DIRECTIONS FOR THIS TASK ▸ All that is needed is each line of the entries holding the word "interleaved", copied as it stands.

RECORDS SHOWN ▸

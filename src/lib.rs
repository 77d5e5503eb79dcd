//! # Live Radio Client
//!
//! Gapless playout of a live radio station streamed as small framed
//! packets over WebSockets.
//!
//! ## Architecture Overview
//!
//! ```text
//! ┌─────────────────────────────────────────────────────────────────────────────┐
//! │                               RADIO SERVER                                   │
//! │   audio_broadcast (WS)          metadata_only (WS)         HTTP directory    │
//! │   {start_offset, pages[]}       {title, start_offset,...}  station/queue/... │
//! └───────────┬───────────────────────────────┬─────────────────────┬──────────┘
//!             │                               │                     │
//!             ▼                               ▼                     ▼
//! ┌─────────────────────────────────────────────────────────────────────────────┐
//! │                        Client driver (client::RadioClient)                   │
//! │   select! { commands, transport events, fetch results, next deadline }      │
//! └───────────┬───────────────────────────────┬─────────────────────────────────┘
//!             │                               │
//!             ▼                               ▼
//! ┌─────────────────────────────────────────────────────────────────────────────┐
//! │                   Session Controller (controller) IDLE/PLAYING/...           │
//! │  ┌──────────────────────────────────┐   ┌──────────────────────────────┐    │
//! │  │ Playback Session                 │   │ Now-Playing Clock            │    │
//! │  │  drift gate ─► Decoder Adapter   │◄──│  time_in_audio()             │    │
//! │  │              (prev Ogg page)     │   │  deferred / forced titles    │    │
//! │  │                  │               │   └──────────────────────────────┘    │
//! │  │                  ▼               │                                       │
//! │  │            PCM Scheduler         │   Scheduled tasks (timer)             │
//! │  │        next_free_time cursor     │   title swap / teardown / settle      │
//! │  └──────────────────┬───────────────┘                                       │
//! └─────────────────────┼───────────────────────────────────────────────────────┘
//!                       ▼
//! ┌─────────────────────────────────────────────────────────────────────────────┐
//! │  Output device (audio::device)                                              │
//! │  source voices ─► gain ramp ─► analyser tap ─► cpal stream (audio clock)    │
//! └─────────────────────────────────────────────────────────────────────────────┘
//! ```

pub mod audio;
pub mod client;
pub mod codec;
pub mod config;
pub mod controller;
pub mod error;
pub mod network;
pub mod now_playing;
pub mod playback;
pub mod protocol;
pub mod timer;

#[cfg(test)]
pub(crate) mod testing;

pub use error::{Error, Result};

/// Application-wide constants
pub mod constants {
    /// Sample rate of decoded station audio
    pub const SAMPLE_RATE: u32 = 48000;

    /// Channel count of decoded station audio (stereo)
    pub const CHANNELS: u16 = 2;

    /// Bytes per interleaved stereo frame (two i16 samples)
    pub const BYTES_PER_FRAME: usize = 4;

    /// Packets older than this (relative to the track position) are dropped
    pub const DEFAULT_LOWER_GUARD_MS: f64 = 1000.0;

    /// Packets further in the past than this are taken to belong to the next track
    pub const DEFAULT_WRAP_GUARD_MS: f64 = 20000.0;

    /// Lead added to the audio clock when the playback cursor fell behind it
    pub const DEFAULT_RESYNC_EPSILON_MS: f64 = 100.0;

    /// Gain ramp length used for volume changes and pause fade-out
    pub const DEFAULT_FADE_MS: f64 = 100.0;

    /// Delay between pausing and releasing the output device
    pub const DEFAULT_TEARDOWN_GRACE_MS: f64 = 2000.0;

    /// Delay between closing the old metadata stream and opening the new one
    pub const DEFAULT_SWITCH_SETTLE_MS: f64 = 200.0;

    /// Default user volume on the 0-200 scale
    pub const DEFAULT_VOLUME: f64 = 150.0;

    /// Maximum user volume
    pub const MAX_VOLUME: f64 = 200.0;

    /// Gain the pause fade ramps down to (a ramp cannot target exactly zero)
    pub const PAUSE_GAIN: f32 = 0.00001;

    /// Total length placeholder used between a skip and the next metadata message
    pub const SKIP_LENGTH_SENTINEL: f64 = 1.0;

    /// Title shown while waiting for the first metadata message
    pub const LOADING_TITLE: &str = "Loading...";

    /// Analyser tap capacity (in stereo frames)
    pub const ANALYSER_CAPACITY: usize = 4096;
}
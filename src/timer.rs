//! Cancelable scheduled tasks
//!
//! Deadlines are milliseconds on the caller's monotonic clock. The queue
//! never fires anything by itself: the driver asks for the next deadline,
//! sleeps until then and collects whatever is due.

/// Handle for cancelling a scheduled task
#[derive(Debug, Clone, Copy, PartialEq, Eq, Hash)]
pub struct TaskId(u64);

#[derive(Debug)]
struct ScheduledTask<T> {
    id: TaskId,
    deadline_ms: f64,
    task: T,
}

/// Deadline-ordered task queue
#[derive(Debug)]
pub struct TaskQueue<T> {
    next_id: u64,
    tasks: Vec<ScheduledTask<T>>,
}

impl<T> TaskQueue<T> {
    pub fn new() -> Self {
        Self {
            next_id: 0,
            tasks: Vec::new(),
        }
    }

    /// Schedule `task` to become due at `deadline_ms`
    pub fn schedule(&mut self, deadline_ms: f64, task: T) -> TaskId {
        let id = TaskId(self.next_id);
        self.next_id += 1;

        // Stable for equal deadlines: insert after every task due no later
        let pos = self
            .tasks
            .iter()
            .position(|t| t.deadline_ms > deadline_ms)
            .unwrap_or(self.tasks.len());
        self.tasks.insert(pos, ScheduledTask { id, deadline_ms, task });
        id
    }

    /// Cancel a task; returns it if it was still pending
    pub fn cancel(&mut self, id: TaskId) -> Option<T> {
        let pos = self.tasks.iter().position(|t| t.id == id)?;
        Some(self.tasks.remove(pos).task)
    }

    /// Whether `id` is still pending
    pub fn is_pending(&self, id: TaskId) -> bool {
        self.tasks.iter().any(|t| t.id == id)
    }

    /// Earliest pending deadline
    pub fn next_deadline(&self) -> Option<f64> {
        self.tasks.first().map(|t| t.deadline_ms)
    }

    /// Remove and return every task due at `now_ms`, earliest first
    pub fn take_due(&mut self, now_ms: f64) -> Vec<(TaskId, T)> {
        let split = self
            .tasks
            .iter()
            .position(|t| t.deadline_ms > now_ms)
            .unwrap_or(self.tasks.len());
        self.tasks.drain(..split).map(|t| (t.id, t.task)).collect()
    }

    pub fn len(&self) -> usize {
        self.tasks.len()
    }

    pub fn is_empty(&self) -> bool {
        self.tasks.is_empty()
    }

    pub fn clear(&mut self) {
        self.tasks.clear();
    }
}

impl<T> Default for TaskQueue<T> {
    fn default() -> Self {
        Self::new()
    }
}
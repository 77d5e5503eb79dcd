//! Sample-accurate voice mixing
//!
//! The device clock is the number of frames rendered so far. Each scheduled
//! buffer becomes a voice that starts at a frame on that clock; rendering a
//! block sums every voice overlapping it, applies the gain automation and
//! feeds the analyser tap.

use crate::audio::analyser::AnalyserTap;
use crate::audio::output::SourceId;
use crate::audio::pcm::StereoBuffer;

#[derive(Debug, Clone, Copy)]
struct Ramp {
    start_frame: u64,
    end_frame: u64,
    from: f32,
    to: f32,
}

/// Gain with linear ramps, evaluated per frame
#[derive(Debug, Clone)]
pub struct GainParam {
    value: f32,
    ramp: Option<Ramp>,
}

impl GainParam {
    pub fn new(value: f32) -> Self {
        Self { value, ramp: None }
    }

    /// Gain at `frame`
    pub fn value_at(&self, frame: u64) -> f32 {
        match self.ramp {
            Some(ramp) if frame < ramp.end_frame => {
                if frame <= ramp.start_frame {
                    return ramp.from;
                }
                let t = (frame - ramp.start_frame) as f32 / (ramp.end_frame - ramp.start_frame) as f32;
                ramp.from + (ramp.to - ramp.from) * t
            }
            Some(ramp) => ramp.to,
            None => self.value,
        }
    }

    /// Ramp from the value at `now_frame` to `target`, reached at `end_frame`
    pub fn ramp_to(&mut self, now_frame: u64, target: f32, end_frame: u64) {
        let from = self.value_at(now_frame);
        if end_frame <= now_frame {
            self.value = target;
            self.ramp = None;
            return;
        }
        self.value = target;
        self.ramp = Some(Ramp {
            start_frame: now_frame,
            end_frame,
            from,
            to: target,
        });
    }
}

#[derive(Debug)]
struct Voice {
    id: SourceId,
    start_frame: u64,
    stop_frame: Option<u64>,
    buffer: StereoBuffer,
}

impl Voice {
    fn end_frame(&self) -> u64 {
        let natural = self.start_frame + self.buffer.frames() as u64;
        match self.stop_frame {
            Some(stop) => stop.min(natural),
            None => natural,
        }
    }
}

/// Mixer state shared between the control side and the output callback
#[derive(Debug)]
pub struct VoiceMixer {
    sample_rate: u32,
    frame: u64,
    voices: Vec<Voice>,
    gain: GainParam,
    next_id: u64,
    scratch: Vec<[f32; 2]>,
}

impl VoiceMixer {
    pub fn new(sample_rate: u32) -> Self {
        Self {
            sample_rate,
            frame: 0,
            voices: Vec::new(),
            gain: GainParam::new(1.0),
            next_id: 0,
            scratch: Vec::new(),
        }
    }

    fn to_frame(&self, seconds: f64) -> u64 {
        (seconds.max(0.0) * self.sample_rate as f64).round() as u64
    }

    /// Clock in seconds
    pub fn current_time(&self) -> f64 {
        self.frame as f64 / self.sample_rate as f64
    }

    pub fn voice_count(&self) -> usize {
        self.voices.len()
    }

    pub fn add_voice(&mut self, buffer: StereoBuffer, when: f64) -> SourceId {
        let id = SourceId(self.next_id);
        self.next_id += 1;
        let start_frame = self.to_frame(when).max(self.frame);
        self.voices.push(Voice {
            id,
            start_frame,
            stop_frame: None,
            buffer,
        });
        id
    }

    pub fn stop_voice(&mut self, id: SourceId, when: f64) {
        let stop = self.to_frame(when).max(self.frame);
        if let Some(voice) = self.voices.iter_mut().find(|v| v.id == id) {
            voice.stop_frame = Some(stop);
        }
    }

    pub fn remove_voice(&mut self, id: SourceId) {
        self.voices.retain(|v| v.id != id);
    }

    pub fn clear(&mut self) {
        self.voices.clear();
    }

    pub fn ramp_gain(&mut self, target: f32, duration: f64) {
        let end = self.frame + self.to_frame(duration);
        self.gain.ramp_to(self.frame, target, end);
    }

    pub fn gain(&self) -> f32 {
        self.gain.value_at(self.frame)
    }

    /// Render one block of interleaved output and advance the clock
    ///
    /// Stereo goes to the first two channels; a mono device gets the average.
    pub fn render(&mut self, out: &mut [f32], channels: usize, tap: Option<&AnalyserTap>) {
        let channels = channels.max(1);
        let frames = out.len() / channels;
        let block_start = self.frame;
        let block_end = block_start + frames as u64;

        self.scratch.clear();
        self.scratch.resize(frames, [0.0; 2]);

        for voice in &self.voices {
            let from = voice.start_frame.max(block_start);
            let to = voice.end_frame().min(block_end);
            for f in from..to {
                let i = (f - block_start) as usize;
                let j = (f - voice.start_frame) as usize;
                self.scratch[i][0] += voice.buffer.left[j];
                self.scratch[i][1] += voice.buffer.right[j];
            }
        }

        for (i, (frame, mixed)) in out.chunks_exact_mut(channels).zip(&self.scratch).enumerate() {
            let g = self.gain.value_at(block_start + i as u64);
            let sample = [mixed[0] * g, mixed[1] * g];
            if channels == 1 {
                frame[0] = (sample[0] + sample[1]) * 0.5;
            } else {
                frame[0] = sample[0];
                frame[1] = sample[1];
                for extra in frame.iter_mut().skip(2) {
                    *extra = 0.0;
                }
            }
            if let Some(tap) = tap {
                tap.push(sample);
            }
        }

        self.frame = block_end;
        self.voices.retain(|v| v.end_frame() > block_end);
    }
}

#[cfg(test)]
mod tests {
    use super::*;

    fn buffer(frames: usize, value: f32) -> StereoBuffer {
        StereoBuffer {
            left: vec![value; frames],
            right: vec![-value; frames],
            sample_rate: 10,
        }
    }

    #[test]
    fn test_voice_starts_on_its_frame() {
        let mut mixer = VoiceMixer::new(10);
        mixer.add_voice(buffer(3, 0.5), 0.2);

        let mut out = vec![1.0f32; 12];
        mixer.render(&mut out, 2, None);

        let left: Vec<f32> = out.chunks(2).map(|f| f[0]).collect();
        assert_eq!(left, vec![0.0, 0.0, 0.5, 0.5, 0.5, 0.0]);
        assert_eq!(mixer.voice_count(), 0);
        assert!((mixer.current_time() - 0.6).abs() < 1e-12);
    }

    #[test]
    fn test_back_to_back_voices_are_gapless() {
        let mut mixer = VoiceMixer::new(10);
        mixer.add_voice(buffer(2, 0.25), 0.0);
        mixer.add_voice(buffer(2, 0.5), 0.2);

        let mut out = vec![0.0f32; 8];
        mixer.render(&mut out, 2, None);
        let left: Vec<f32> = out.chunks(2).map(|f| f[0]).collect();
        assert_eq!(left, vec![0.25, 0.25, 0.5, 0.5]);
    }

    #[test]
    fn test_stop_and_remove() {
        let mut mixer = VoiceMixer::new(10);
        let a = mixer.add_voice(buffer(10, 1.0), 0.0);
        let b = mixer.add_voice(buffer(10, 1.0), 0.0);
        mixer.stop_voice(a, 0.1);
        mixer.remove_voice(b);
        mixer.stop_voice(SourceId(99), 0.0);

        let mut out = vec![0.0f32; 6];
        mixer.render(&mut out, 2, None);
        let left: Vec<f32> = out.chunks(2).map(|f| f[0]).collect();
        assert_eq!(left, vec![1.0, 0.0, 0.0]);
        assert_eq!(mixer.voice_count(), 0);
    }

    #[test]
    fn test_late_start_plays_immediately() {
        let mut mixer = VoiceMixer::new(10);
        let mut out = vec![0.0f32; 4];
        mixer.render(&mut out, 2, None);

        mixer.add_voice(buffer(1, 0.75), 0.0);
        mixer.render(&mut out, 2, None);
        assert_eq!(out[0], 0.75);
    }

    #[test]
    fn test_gain_ramp() {
        let mut mixer = VoiceMixer::new(10);
        mixer.add_voice(buffer(10, 1.0), 0.0);
        mixer.ramp_gain(0.0, 0.4);

        let mut out = vec![0.0f32; 12];
        mixer.render(&mut out, 2, None);
        let left: Vec<f32> = out.chunks(2).map(|f| f[0]).collect();
        assert_eq!(left, vec![1.0, 0.75, 0.5, 0.25, 0.0, 0.0]);
        assert_eq!(mixer.gain(), 0.0);
    }

    #[test]
    fn test_mono_device_and_tap() {
        let mut mixer = VoiceMixer::new(10);
        mixer.add_voice(
            StereoBuffer {
                left: vec![1.0],
                right: vec![0.0],
                sample_rate: 10,
            },
            0.0,
        );
        let tap = AnalyserTap::new(8);

        let mut out = vec![0.0f32; 2];
        mixer.render(&mut out, 1, Some(&tap));
        assert_eq!(out, vec![0.5, 0.0]);
        assert_eq!(tap.drain(8), vec![[1.0, 0.0], [0.0, 0.0]]);
    }
}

RESPONSE TO THIS TASK ▸
    /// Bytes per interleaved stereo frame (two i16 samples)
    /// Render one block of interleaved output and advance the clock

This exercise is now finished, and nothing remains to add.